Collected data entries
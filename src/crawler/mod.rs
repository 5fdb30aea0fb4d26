//! Crawl engine
//!
//! This module contains the adaptive query-space crawl, including:
//! - Paging a query through the search provider
//! - Judging from its first page whether a query is truncated
//! - Breadth-first expansion of broad queries over an alphabet
//! - Per-node metrics and the final crawl report

mod fetcher;
mod frontier;
mod heuristic;
mod metrics;
mod orchestrator;
mod state;

pub use fetcher::{cursor_for_page, PageFetcher};
pub use frontier::{Frontier, NodeId, QueryNode};
pub use heuristic::{ExpansionHeuristic, FirstPageVerdict};
pub use metrics::{CrawlReport, FailedNode, MetricsAggregator, NodeMetrics};
pub use orchestrator::{crawl, CrawlOptions, Orchestrator, PageProgress, ProgressCallback};
pub use state::NodeState;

**Your objective**. Could you output exactly the lines from the one containing "mod heuristic;" to the end of the entries above, both included, and no others?

**Output for this exercise**.
mod heuristic;
mod metrics;
mod orchestrator;
mod state;

pub use fetcher::{cursor_for_page, PageFetcher};
pub use frontier::{Frontier, NodeId, QueryNode};
pub use heuristic::{ExpansionHeuristic, FirstPageVerdict};
pub use metrics::{CrawlReport, FailedNode, MetricsAggregator, NodeMetrics};
pub use orchestrator::{crawl, CrawlOptions, Orchestrator, PageProgress, ProgressCallback};
pub use state::NodeState;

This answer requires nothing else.